Puddlenose hastily swallowed down the huge bite of buttered muffin he’d chomped into, then he sat back. “Since I hadn’t been around for a while, I decided to do some nosing. Glad I did. I was comin’ down from the north anyway so I stopped by the Auknuges. On the road I’d heard a lot of rumors about how they were losing trade, and raising their taxes and tolls. But you heard that part, didn’t you?”
“Yes,” Irene said. “Did people say anything about us?” She held the back of her hand to her forehead.
“Yes!” Puddlenose grinned. “Sounds like you girls have been giving PJ and his mother all kinds of trouble. Kwenz, too, when he pokes around. He thinks someone’s given you black magic lessons.” He said this to Clair.
“No, but CJ’s ring has a spell on it that I found recently. Warns her against wards and traps in the Shadowland. We can’t do anything about them, but we can avoid them.”
“But that doesn’t explain your shape-changing.”
A few people looked Faline’s way. She went red again, but didn’t grin, so no one said anything.
“We all have talents,” Seshe said. “And we combine and use them.”

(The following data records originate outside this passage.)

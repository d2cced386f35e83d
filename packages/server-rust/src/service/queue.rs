//! Priority message queue for asynchronous calls.
//!
//! Items are kept sorted by descending priority; equal priorities keep
//! their submission order. Draining pops the head one item at a time, so an
//! item enqueued while a drain is in flight may or may not be picked up by
//! that drain.

use std::collections::VecDeque;
use std::sync::atomic::{AtomicU64, Ordering};
use std::sync::Arc;

use interop_core::{ClockSource, QueueItem, QueueStatus, SystemClock};
use parking_lot::Mutex;
use serde_json::Value;
use tracing::{debug, warn};

use super::dispatcher::Dispatch;

/// In-memory, unbounded priority queue of pending calls.
pub struct MessageQueue {
    items: Mutex<VecDeque<QueueItem>>,
    next_seq: AtomicU64,
    clock: Arc<dyn ClockSource>,
}

impl MessageQueue {
    #[must_use]
    pub fn new() -> Self {
        Self::with_clock(Arc::new(SystemClock))
    }

    #[must_use]
    pub fn with_clock(clock: Arc<dyn ClockSource>) -> Self {
        Self {
            items: Mutex::new(VecDeque::new()),
            next_seq: AtomicU64::new(1),
            clock,
        }
    }

    /// Queues a call and returns its generated id.
    ///
    /// The item is placed after every pending item with the same or higher
    /// priority, which is what an append followed by a stable descending
    /// sort would produce.
    pub fn enqueue(&self, target: String, method: String, params: Value, priority: i64) -> String {
        let id = self.next_id();
        let item = QueueItem {
            id: id.clone(),
            target,
            method,
            params,
            priority,
            timestamp: self.clock.now(),
            status: QueueStatus::Queued,
            result: None,
            error: None,
            completed_at: None,
            failed_at: None,
        };

        let size = {
            let mut items = self.items.lock();
            let position = items.partition_point(|queued| queued.priority >= priority);
            items.insert(position, item);
            items.len()
        };

        debug!(message_id = %id, priority, queue_size = size, "message queued");
        report_size(size);
        id
    }

    /// Returns the pending items in drain order without removing them.
    #[must_use]
    pub fn peek_all(&self) -> Vec<QueueItem> {
        self.items.lock().iter().cloned().collect()
    }

    #[must_use]
    pub fn len(&self) -> usize {
        self.items.lock().len()
    }

    #[must_use]
    pub fn is_empty(&self) -> bool {
        self.items.lock().is_empty()
    }

    /// Removes up to `limit` items from the head and dispatches each one.
    ///
    /// Every removed item is returned, in processing order, with a terminal
    /// status. A failed dispatch marks that item `failed` and draining moves
    /// on; nothing is re-enqueued.
    pub async fn drain<D>(&self, dispatcher: &D, limit: usize) -> Vec<QueueItem>
    where
        D: Dispatch + ?Sized,
    {
        let mut processed = Vec::with_capacity(limit.min(self.len()));

        for _ in 0..limit {
            // The lock is released before dispatching so enqueues never wait
            // on a module's network round trip.
            let next = self.items.lock().pop_front();
            let Some(mut item) = next else {
                break;
            };

            match dispatcher
                .dispatch(&item.target, &item.method, item.params.clone())
                .await
            {
                Ok(outcome) => item.complete(outcome.result, self.clock.now()),
                Err(err) => {
                    warn!(message_id = %item.id, module = %item.target, error = %err, "queued call failed");
                    item.fail(err.to_string(), self.clock.now());
                }
            }

            metrics::counter!("interop_queue_processed_total", "status" => item.status.as_str())
                .increment(1);
            processed.push(item);
        }

        report_size(self.len());
        processed
    }

    fn next_id(&self) -> String {
        let seq = self.next_seq.fetch_add(1, Ordering::Relaxed);
        format!("msg_{seq}_{:08x}", rand::random::<u32>())
    }
}

impl Default for MessageQueue {
    fn default() -> Self {
        Self::new()
    }
}

#[allow(clippy::cast_precision_loss)]
fn report_size(size: usize) {
    metrics::gauge!("interop_queue_size").set(size as f64);
}

// ---------------------------------------------------------------------------
// Tests
// ---------------------------------------------------------------------------
//! Error taxonomy shared by the HTTP API, the realtime channel and queue draining.

use interop_core::ErrorCode;

/// Errors produced by registry, dispatch, queue, and channel operations.
///
/// Every variant is turned into a structured response at the boundary where
/// it surfaces; none of them terminate the server.
#[derive(Debug, Clone, PartialEq, Eq, thiserror::Error)]
pub enum InteropError {
    #[error("{0}")]
    InvalidRequest(String),
    #[error("module '{name}' is not registered")]
    NotFound { name: String },
    #[error("target module '{target}' not found")]
    ModuleNotFound { target: String },
    #[error("call to '{target}' failed: {message}")]
    Dispatch { target: String, message: String },
    #[error("invalid message: {0}")]
    Parse(String),
    #[error("service unavailable: {0}")]
    Unavailable(String),
}

impl InteropError {
    /// Builds an `InvalidRequest` naming the missing fields.
    #[must_use]
    pub fn missing_fields(fields: &[&str]) -> Self {
        let verb = if fields.len() == 1 { "is" } else { "are" };
        Self::InvalidRequest(format!("{} {verb} required", fields.join(" and ")))
    }

    /// Returns the stable wire code for this error.
    #[must_use]
    pub fn code(&self) -> ErrorCode {
        match self {
            Self::InvalidRequest(_) => ErrorCode::InvalidRequest,
            Self::NotFound { .. } => ErrorCode::NotFound,
            Self::ModuleNotFound { .. } => ErrorCode::ModuleNotFound,
            Self::Dispatch { .. } => ErrorCode::DispatchError,
            Self::Parse(_) => ErrorCode::ParseError,
            Self::Unavailable(_) => ErrorCode::Unavailable,
        }
    }
}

Puddlenose nodded. “Well, you’ve done a good job. Maybe too good. Kwenz hates his brother. They all hate each other! Or did. There’s only the two of ’em left alive, far as I know. Uncle Doumei is safely dead now.”
Clair winced.
Puddlenose went on cheerily, “But Kwenz has got something goin’ on in there, that’s for sure. What I overhead was what he told Jon — PJ. Love that name!” He paused to laugh. “PJ! Prunes. Perfect! Anyway, Kwenz was hinting around about allies, and plans, and he did say he was looking to the south. But then someone saw me. Seem not to have believed my hasty disguise!”
Everyone laughed.
“So I skipped out, Auknuge fumblers on my trail, but I guess Kwenz whistled up some of his boys and just about when I thought I’d escaped ’em, I nearly ran smack into those Night-eyes, a-ridin’ lookin’ for me. Then you came along. Glad I was, too. Thanks for the rescue.”
The girls muttered, and Irene preened.
Puddlenose turned to Clair. “You want me to go poking around in the Shadow?”
Clair hesitated, then shook her head. “No. Kwenz might have traps set just for you, at his brother’s behest. Unless they have given up that terrible plan?”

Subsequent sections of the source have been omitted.